CARNET DE VOYAGE
Artisans-Voyageurs Éditeurs
Parution le 24 mars 2022
Maxime Péroz vit et travaille à Besançon. Laurent Devèze a occupé pendant plus de dix ans le poste de directeur de l’école d’art de la capitale comtoise. Tous deux ont un rapport particulier au voyage. Le premier est illustrateur et nous fait part de ses tribulations dans ses dessins, le second, auteur et philosophe, fut aussi diplomate. Ils se sont souvent croisés, ont travaillé ensemble sur des expositions et se livrent aujourd’hui à une correspondance d’un genre particulier, Laurent Devèze répondant par écrit aux dessins envoyés par Maxime Péroz depuis le Japon.
S’il revient dans Correspondance sur des séjours accomplis durant deux étés, Maxime Péroz n’en est pas à son premier périple à l’autre bout du monde. Il a notamment arpenté le Vietnam et le carnet de voyage lui est une pratique courante. Quelques dessins pour abolir les distances. Maxime Péroz envoie ses missives dessinées à Laurent Devèze resté perché dans son appartement bisontin. Ce dernier prend la balle au bond pour évoquer ici la place de l’artiste dans notre société, « en marge du centre adulé » (excentricité…), là l’univers urbain japonais si contrasté, entre maisons traditionnelles et enseignes KFC. Le Japon n’échappe pas à la mondialisation et aux raccourcis du tourisme de masse. Maxime Péroz au contraire prend son temps pour « sentir » le Japon et en rapporter des scènes sans artifices, loin des chemins balisés et des centres où tout le monde porte son regard.

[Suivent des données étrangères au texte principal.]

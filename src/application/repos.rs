//! Repository traits describing the content store consumed by the renderers.

use std::collections::BTreeSet;

use async_trait::async_trait;
use thiserror::Error;
use uuid::Uuid;

use crate::domain::entities::{CommentRecord, ResourceRecord, SiteSettingsRecord};
use crate::domain::types::CommentStatus;

#[derive(Debug, Error)]
pub enum RepoError {
    #[error("persistence error: {0}")]
    Persistence(String),
    #[error("duplicate record violates unique constraint `{constraint}`")]
    Duplicate { constraint: String },
    #[error("{entity} not found")]
    NotFound { entity: &'static str },
    #[error("invalid input: {message}")]
    InvalidInput { message: String },
}

impl RepoError {
    pub fn from_persistence(err: impl std::fmt::Display) -> Self {
        Self::Persistence(err.to_string())
    }

    pub fn not_found(entity: &'static str) -> Self {
        Self::NotFound { entity }
    }
}

#[async_trait]
pub trait ResourcesRepo: Send + Sync {
    /// Published resources whose type is in `resource_types`, newest first.
    async fn list_published(
        &self,
        resource_types: &BTreeSet<String>,
        limit: usize,
    ) -> Result<Vec<ResourceRecord>, RepoError>;

    /// Published resource routed at `slug`.
    async fn find_by_slug(&self, slug: &str) -> Result<Option<ResourceRecord>, RepoError>;
}

#[async_trait]
pub trait CommentsRepo: Send + Sync {
    /// Approved comments of one resource, oldest first.
    async fn list_approved(&self, resource_id: Uuid) -> Result<Vec<CommentRecord>, RepoError>;
}

#[async_trait]
pub trait SettingsRepo: Send + Sync {
    async fn load_site_settings(&self) -> Result<SiteSettingsRecord, RepoError>;
}

/// A stored resource together with the version it replaced.
#[derive(Debug, Clone)]
pub struct SavedResource {
    pub record: ResourceRecord,
    pub previous: Option<ResourceRecord>,
}

/// Writes that can change what the Markdown feed shows.
///
/// Every method returns the record as it stands after the write (or as it was
/// before removal) so callers can describe the mutation.
#[async_trait]
pub trait ContentWriteRepo: Send + Sync {
    async fn save_resource(&self, resource: ResourceRecord) -> Result<SavedResource, RepoError>;

    async fn delete_resource(&self, id: Uuid) -> Result<ResourceRecord, RepoError>;

    async fn set_resource_terms(
        &self,
        id: Uuid,
        categories: Vec<String>,
        tags: Vec<String>,
    ) -> Result<ResourceRecord, RepoError>;

    async fn post_comment(&self, comment: CommentRecord) -> Result<CommentRecord, RepoError>;

    async fn edit_comment(&self, id: Uuid, body_html: String) -> Result<CommentRecord, RepoError>;

    async fn delete_comment(&self, id: Uuid) -> Result<CommentRecord, RepoError>;

    async fn set_comment_status(
        &self,
        id: Uuid,
        status: CommentStatus,
    ) -> Result<CommentRecord, RepoError>;
}
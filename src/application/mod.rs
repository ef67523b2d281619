//! Application services layer.

pub mod archive;
pub mod content;
pub mod error;
pub mod extensions;
pub mod feed;
pub mod negotiation;
pub mod render;
pub mod repos;
pub mod resource;
pub mod syndication;

pub use extensions::Extensions;
//! Infrastructure adapters and runtime bootstrap.

pub mod error;
pub mod http;
pub mod memory;
pub mod telemetry;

Il faut dire qu’à l’heure des « start-up nations », comme disait l’autre, la destination compte davantage que l’expédition. Et si smartphones et autres outils multimédia ont remplacé la feuille et le crayon, cela n’empêche pas Maxime Péroz de dessiner, sur le vif, des instants du quotidien, tandis que son compère en profite pour développer des réflexions plus globales sur le fort marqueur culturel qu’est la cuisine, sur le temps qui passe, le vivre-ailleurs et notre rapport à l’autre. Les scènes urbaines et les paysages naturels alternent avec les portraits. L’illustrateur déambule dans les rues d’Osaka, Yokohama, Nagasaki de triste mémoire, s’invitant ici et là, se faisant discret lorsqu’il faut croquer une scène, ces personnes assoupies ignorant qu’on les immortalise : « Les écrivains vivent souvent sous les toits regardant tout alentour depuis leurs hautes fenêtres, les dessinateurs aussi; ils extirpent en les dessinant les êtres et les choses de ce fleuve qui les emportent tous vers l’oubli. » La teneur nippone de ces carnets n’interdit pas le portrait d’une cité bisontine alanguie un dimanche d’été, et quelques souvenirs de Franche-Comté que Laurent Devèze a appris, lui aussi, à apprécier, avant de repartir bientôt, voyageur impénitent, « ailleurs goûter d’autres cuisines ».